Follistatin-related protein 1 is a protein that in humans is encoded by the FSTL1 gene.

Structure 

This gene encodes a protein with similarity to follistatin, an BMP-4-binding protein. It binds to BMP-4 and TGF-β1, but not Activin A. It contains an FS module (a follistatin-like sequence containing 10 conserved cysteine residues), a Kazal-type serine protease inhibitor domain, 2 EF hand domains, and a Von Willebrand factor type C domain.

Clinical significance

Development 

FSTL1 has a role in development, such as lung development, ureter development, central nervous system development, and skeletal development.

Arthritis 

This gene product is thought to be an autoantigen associated with rheumatoid arthritis.

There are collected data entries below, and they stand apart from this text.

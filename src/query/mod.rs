//! The query catalog and its execution.
//!
//! `catalog` holds the fixed statements; `executor` runs them and collects
//! per-entry outcomes.

pub mod catalog;
pub mod executor;

pub use catalog::{catalog, CatalogEntry, CATALOG};
pub use executor::{EntryReport, QueryOutcome, QueryRunner, RunReport};
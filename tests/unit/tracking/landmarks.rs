use super::*;
use crate::tracking::fixtures::level_face;

#[test]
fn short_frames_are_rejected() {
    let err = LandmarkFrame::new(vec![LandmarkPoint::default(); 10]).unwrap_err();
    assert!(err.to_string().contains("468"));
}

#[test]
fn non_finite_points_are_rejected() {
    let mut pts = vec![LandmarkPoint::new(0.5, 0.5); LANDMARK_COUNT];
    pts[7].y = f64::NAN;
    assert!(LandmarkFrame::new(pts).is_err());
}

#[test]
fn face_box_spans_the_contour() {
    let face = FaceLandmarks::from_frame(&level_face());
    assert_eq!(face.face_box, Rect::new(0.3, 0.2, 0.7, 0.8));
    assert!((face.face_width() - 0.4).abs() < 1e-12);
    assert!((face.face_height() - 0.6).abs() < 1e-12);
    assert_eq!(face.face_center(), Point::new(0.5, 0.5));
    assert!((face.left_eye - Point::new(0.4, 0.45)).hypot() < 1e-12);
    assert!((face.right_eye - Point::new(0.6, 0.45)).hypot() < 1e-12);
    assert_eq!(face.left_ear, Point::new(0.3, 0.5));
    assert_eq!(face.right_ear, Point::new(0.7, 0.5));
}

#[test]
fn frame_deserializes_from_point_array() {
    let pts = vec![LandmarkPoint::new(0.25, 0.75); LANDMARK_COUNT];
    let json = serde_json::to_string(&pts).unwrap();
    let frame: LandmarkFrame = serde_json::from_str(&json).unwrap();
    assert_eq!(frame.points().len(), LANDMARK_COUNT);

    let short: Result<LandmarkFrame, _> = serde_json::from_str(r#"[{"x":0.1,"y":0.2}]"#);
    assert!(short.is_err());
}

#[test]
fn static_detector_replays_a_json_frame() {
    let frame = crate::tracking::fixtures::level_face();
    let json = serde_json::to_vec(&frame).unwrap();
    let mut det = StaticDetector::from_reader(json.as_slice()).unwrap();
    let video = VideoFrame::solid(2, 2, crate::Rgba8Premul::opaque(0, 0, 0)).unwrap();
    assert_eq!(det.detect(&video, 0.0).unwrap(), Detection::Face(frame.clone()));
    assert_eq!(det.detect(&video, 16.0).unwrap(), Detection::Face(frame));
}

#[test]
fn static_detector_rejects_short_frames() {
    let json = serde_json::to_vec(&vec![LandmarkPoint::new(0.5, 0.5); 10]).unwrap();
    assert!(matches!(
        StaticDetector::from_reader(json.as_slice()),
        Err(TryOnError::Serde(_))
    ));
}
use super::*;
use crate::foundation::core::Rect;
use crate::tracking::fixtures::{face_frame, level_face};

fn approx(a: f64, b: f64) {
    assert!((a - b).abs() < 1e-9, "{a} != {b}");
}

#[test]
fn glasses_pose_sits_between_the_eyes() {
    let face = FaceLandmarks::from_frame(&level_face());
    let pose = glasses_pose(&face, Size::new(1000.0, 500.0), 1.6);
    approx(pose.x, 500.0);
    approx(pose.y, 225.0);
    approx(pose.scale, 0.4 * 1000.0 * 1.6);
    approx(pose.rotation_deg, 0.0);
}

#[test]
fn glasses_rotation_uses_normalized_eye_centers() {
    let frame = face_frame((0.4, 0.4), (0.6, 0.6), Rect::new(0.3, 0.2, 0.7, 0.8));
    let face = FaceLandmarks::from_frame(&frame);
    let pose = glasses_pose(&face, Size::new(100.0, 100.0), 1.6);
    approx(pose.rotation_deg, 45.0);

    let wide = glasses_pose(&face, Size::new(1920.0, 1080.0), 1.6);
    approx(wide.rotation_deg, 45.0);
    approx(wide.x, 0.5 * 1920.0);
}

#[test]
fn earrings_hang_from_both_ears_upright() {
    let face = FaceLandmarks::from_frame(&level_face());
    let video = Size::new(1000.0, 500.0);
    let l = earring_pose(&face, AnchorSlot::LeftEarring, video, 0.6);
    let r = earring_pose(&face, AnchorSlot::RightEarring, video, 0.6);
    approx(l.x, 300.0);
    approx(r.x, 700.0);
    approx(l.y, 250.0);
    approx(l.scale, 0.4 * 1000.0 * 0.6);
    assert_eq!(l.rotation_deg, 0.0);
    assert_eq!(OverlayArchetype::Earring.slots().len(), 2);
}

#[test]
fn no_face_yields_no_pose() {
    let video = Size::new(10.0, 10.0);
    assert_eq!(
        interpret(&Detection::NoFace, AnchorSlot::Glasses, video, PoseFactors::default()),
        None
    );
    assert!(
        interpret(
            &Detection::Face(level_face()),
            AnchorSlot::Glasses,
            video,
            PoseFactors::default()
        )
        .is_some()
    );
}

#[test]
fn placement_mirrors_position_and_rotation() {
    let pose = AnchorPose {
        x: 10.0,
        y: 20.0,
        scale: 5.0,
        rotation_deg: 30.0,
    };
    let video = Rect::new(-50.0, 0.0, 150.0, 100.0);
    let plain = pose.placed(video, false, 100.0);
    assert_eq!((plain.x, plain.y, plain.rotation_deg), (-40.0, 20.0, 30.0));
    let mirrored = pose.placed(video, true, 100.0);
    assert_eq!((mirrored.x, mirrored.y, mirrored.rotation_deg), (140.0, 20.0, -30.0));
    assert_eq!(mirrored.scale, 5.0);
}
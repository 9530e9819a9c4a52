use crate::foundation::core::{Point, Rect, VideoFrame};
use crate::foundation::error::{TryOnError, TryOnResult};

/// Minimum number of points a detector frame must carry (468-point face mesh).
pub const LANDMARK_COUNT: usize = 468;

/// Left-eye cluster indices.
pub const LEFT_EYE: [usize; 7] = [33, 133, 157, 158, 159, 160, 161];
/// Right-eye cluster indices.
pub const RIGHT_EYE: [usize; 7] = [362, 263, 386, 387, 388, 389, 390];
/// Nose-bridge point index.
pub const NOSE_BRIDGE: usize = 6;
/// Left-ear point index.
pub const LEFT_EAR: usize = 234;
/// Right-ear point index.
pub const RIGHT_EAR: usize = 454;
/// Face-contour indices; the face bounding box is the min/max over these.
pub const FACE_CONTOUR: [usize; 36] = [
    10, 338, 297, 332, 284, 251, 389, 356, 454, 323, 361, 288, 397, 365, 379, 378, 400, 377, 152,
    148, 176, 149, 150, 136, 172, 58, 132, 93, 234, 127, 162, 21, 54, 103, 67, 109,
];

/// One detector keypoint in normalized image coordinates.
#[derive(Clone, Copy, Debug, PartialEq, Default, serde::Serialize, serde::Deserialize)]
pub struct LandmarkPoint {
    /// Horizontal position in `[0, 1]`.
    pub x: f64,
    /// Vertical position in `[0, 1]`.
    pub y: f64,
    /// Relative depth.
    #[serde(default)]
    pub z: f64,
    /// Detector confidence, when reported.
    #[serde(default)]
    pub visibility: Option<f64>,
}

impl LandmarkPoint {
    /// Point with zero depth and no visibility.
    pub fn new(x: f64, y: f64) -> Self {
        Self {
            x,
            y,
            ..Self::default()
        }
    }

    fn xy(self) -> Point {
        Point::new(self.x, self.y)
    }
}

/// Validated per-frame landmark set.
#[derive(Clone, Debug, PartialEq, serde::Serialize, serde::Deserialize)]
#[serde(try_from = "Vec<LandmarkPoint>", into = "Vec<LandmarkPoint>")]
pub struct LandmarkFrame {
    points: Vec<LandmarkPoint>,
}

impl LandmarkFrame {
    /// Wrap detector output, rejecting short frames and non-finite coordinates.
    pub fn new(points: Vec<LandmarkPoint>) -> TryOnResult<Self> {
        if points.len() < LANDMARK_COUNT {
            return Err(TryOnError::validation(format!(
                "landmark frame has {} points, expected at least {LANDMARK_COUNT}",
                points.len()
            )));
        }
        if let Some(i) = points
            .iter()
            .position(|p| !(p.x.is_finite() && p.y.is_finite()))
        {
            return Err(TryOnError::validation(format!(
                "landmark {i} has a non-finite coordinate"
            )));
        }
        Ok(Self { points })
    }

    /// All points in detector order.
    pub fn points(&self) -> &[LandmarkPoint] {
        &self.points
    }

    fn at(&self, i: usize) -> Point {
        self.points[i].xy()
    }

    fn mean(&self, idx: &[usize]) -> Point {
        let n = idx.len() as f64;
        let (sx, sy) = idx.iter().fold((0.0, 0.0), |(sx, sy), &i| {
            let p = self.at(i);
            (sx + p.x, sy + p.y)
        });
        Point::new(sx / n, sy / n)
    }
}

impl TryFrom<Vec<LandmarkPoint>> for LandmarkFrame {
    type Error = TryOnError;

    fn try_from(points: Vec<LandmarkPoint>) -> Result<Self, Self::Error> {
        Self::new(points)
    }
}

impl From<LandmarkFrame> for Vec<LandmarkPoint> {
    fn from(frame: LandmarkFrame) -> Self {
        frame.points
    }
}

/// Semantic anchors derived from a [`LandmarkFrame`], all in normalized coordinates.
#[derive(Clone, Copy, Debug, PartialEq)]
pub struct FaceLandmarks {
    /// Mean of the left-eye cluster.
    pub left_eye: Point,
    /// Mean of the right-eye cluster.
    pub right_eye: Point,
    /// Nose-bridge point.
    pub nose_bridge: Point,
    /// Left-ear point.
    pub left_ear: Point,
    /// Right-ear point.
    pub right_ear: Point,
    /// Bounding box of the face contour.
    pub face_box: Rect,
}

impl FaceLandmarks {
    /// Derive anchors from a validated frame.
    pub fn from_frame(frame: &LandmarkFrame) -> Self {
        let first = frame.at(FACE_CONTOUR[0]);
        let face_box = FACE_CONTOUR[1..]
            .iter()
            .fold(Rect::from_points(first, first), |r, &i| {
                r.union_pt(frame.at(i))
            });
        Self {
            left_eye: frame.mean(&LEFT_EYE),
            right_eye: frame.mean(&RIGHT_EYE),
            nose_bridge: frame.at(NOSE_BRIDGE),
            left_ear: frame.at(LEFT_EAR),
            right_ear: frame.at(RIGHT_EAR),
            face_box,
        }
    }

    /// Center of the face bounding box.
    pub fn face_center(&self) -> Point {
        self.face_box.center()
    }

    /// Width of the face bounding box.
    pub fn face_width(&self) -> f64 {
        self.face_box.width()
    }

    /// Height of the face bounding box.
    pub fn face_height(&self) -> f64 {
        self.face_box.height()
    }
}

/// Outcome of one detector call.
#[derive(Clone, Debug, PartialEq)]
pub enum Detection {
    /// No face in the frame.
    NoFace,
    /// Exactly one face.
    Face(LandmarkFrame),
}

/// Face-landmark detector seam.
///
/// Implementations wrap an external model; the engine calls `detect` at most once per tick and
/// never concurrently.
pub trait LandmarkDetector {
    /// Run detection on `frame`. Errors are logged by the caller and treated as [`Detection::NoFace`].
    fn detect(&mut self, frame: &VideoFrame, timestamp_ms: f64) -> TryOnResult<Detection>;
}

/// Detector that reports the same result for every frame.
///
/// Stands in for a live model when landmarks come from a file.
#[derive(Clone, Debug, PartialEq)]
pub struct StaticDetector {
    detection: Detection,
}

impl StaticDetector {
    /// Always report `detection`.
    pub fn new(detection: Detection) -> Self {
        Self { detection }
    }

    /// Read a landmark frame (JSON array of points) and report it for every frame.
    pub fn from_reader<R: std::io::Read>(r: R) -> TryOnResult<Self> {
        let frame: LandmarkFrame = serde_json::from_reader(r)
            .map_err(|e| TryOnError::serde(format!("landmark json parse: {e}")))?;
        Ok(Self::new(Detection::Face(frame)))
    }
}

impl LandmarkDetector for StaticDetector {
    fn detect(&mut self, _frame: &VideoFrame, _timestamp_ms: f64) -> TryOnResult<Detection> {
        Ok(self.detection.clone())
    }
}

#[cfg(test)]
#[path = "../../tests/unit/tracking/landmarks.rs"]
mod tests;
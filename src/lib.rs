//! tryon is a real-time overlay compositing and gesture-transform engine for virtual try-on.
//!
//! A [`TryOnStudio`] owns the whole pipeline:
//!
//! - Place catalog overlays as layers and drive them with pointer, pinch and wheel gestures
//! - Lock glasses and earrings onto a tracked face through a [`LandmarkDetector`]
//! - Composite the mirrored camera feed and every layer on each tick, then capture PNG stills
//!
//! Hosts plug in at narrow seams: [`CameraDevice`] for video, [`AssetFetcher`] for overlay
//! bytes, [`FrameScheduler`] for display-synced ticks.
#![forbid(unsafe_code)]
#![deny(missing_docs)]

mod assets;
mod foundation;

pub(crate) mod config;
pub(crate) mod gesture;
pub(crate) mod render;
pub(crate) mod scene;
pub(crate) mod session;
pub(crate) mod tracking;
pub(crate) mod transform;

pub use crate::foundation::core::{
    Affine, Canvas, Point, Rect, Rgba8Premul, Size, Vec2, VideoFrame,
};
pub use crate::foundation::error::{CameraAccessError, TryOnError, TryOnResult};

pub use crate::assets::decode::{PreparedImage, decode_image};
pub use crate::assets::loader::{
    AssetFetcher, FsFetcher, ImageLoader, LoadOutcome, LoadStatus, LoadTicket,
};
pub use crate::config::{
    CameraConfig, CheckerConfig, EngineConfig, PlaceholderConfig, WheelConfig,
};
pub use crate::gesture::interpreter::{GestureInterpreter, GestureResponse, GestureState};
pub use crate::gesture::pointer::{
    Modifiers, PointerEvent, PointerId, PointerKind, SurfaceGeometry, WheelEvent, backing_size,
    effective_dpr,
};
pub use crate::render::background::cover_fit;
pub use crate::render::frame_loop::{
    FrameHandle, FrameScheduler, ManualScheduler, RenderInputs, RenderLoop, RenderStyle,
};
pub use crate::render::surface::{FrameRGBA, SurfaceSizer};
pub use crate::scene::catalog::{AnchorMode, Catalog, OverlayCategory, OverlayDef, OverlayId};
pub use crate::scene::layers::{Layer, LayerStore};
pub use crate::session::camera::{
    CameraConstraints, CameraDevice, CameraSession, CameraState, FacingMode, StillImageCamera,
    VideoStream,
};
pub use crate::session::studio::TryOnStudio;
pub use crate::tracking::anchor::{
    AnchorPose, AnchorSlot, OverlayArchetype, PoseFactors, earring_pose, glasses_pose, interpret,
    pose_for_slot,
};
pub use crate::tracking::face_tracker::FaceTracker;
pub use crate::tracking::landmarks::{
    Detection, FACE_CONTOUR, FaceLandmarks, LANDMARK_COUNT, LEFT_EAR, LEFT_EYE, LandmarkDetector,
    LandmarkFrame, LandmarkPoint, NOSE_BRIDGE, RIGHT_EAR, RIGHT_EYE, StaticDetector,
};
pub use crate::tracking::smoother::{DEFAULT_SMOOTHING, TemporalSmoother, smooth};
pub use crate::transform::linear::{lerp, lerp_transform};
pub use crate::transform::model::{
    IDENTITY_OPACITY, ScaleRange, Transform, TransformOverrides, TransformPatch, clamp_opacity,
    clamp_scale, compose,
};
pub use crate::transform::non_linear::{clamp01, normalize_degrees, shortest_degrees};
//! Non-linear scalar utilities.

#[inline]
/// Clamp scalar value to normalized range `[0, 1]`.
pub fn clamp01(x: f64) -> f64 {
    x.clamp(0.0, 1.0)
}

/// Signed shortest angular difference `to - from` in degrees, in `[-180, 180)`.
pub fn shortest_degrees(from: f64, to: f64) -> f64 {
    (to - from + 540.0).rem_euclid(360.0) - 180.0
}

/// Wrap degrees into `(-180, 180]`.
pub fn normalize_degrees(a: f64) -> f64 {
    let r = a.rem_euclid(360.0);
    if r > 180.0 { r - 360.0 } else { r }
}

FSTL1 up-regulates proinflammatory mediators important in the pathology of arthritis, and serum levels of FSTL1 correlate with severity of arthritis.

Cardiovascular diseases
FSTL1 protein seems to have a cardioprotective role.  FSTL1 attenuated hypertrophy following pressure overload and prevented myocardial ischemia/reperfusion injury in a mouse or pig model of ischemia/reperfusion. Muscle-derived Fstl1 modulates vascular remodelling in response to injury.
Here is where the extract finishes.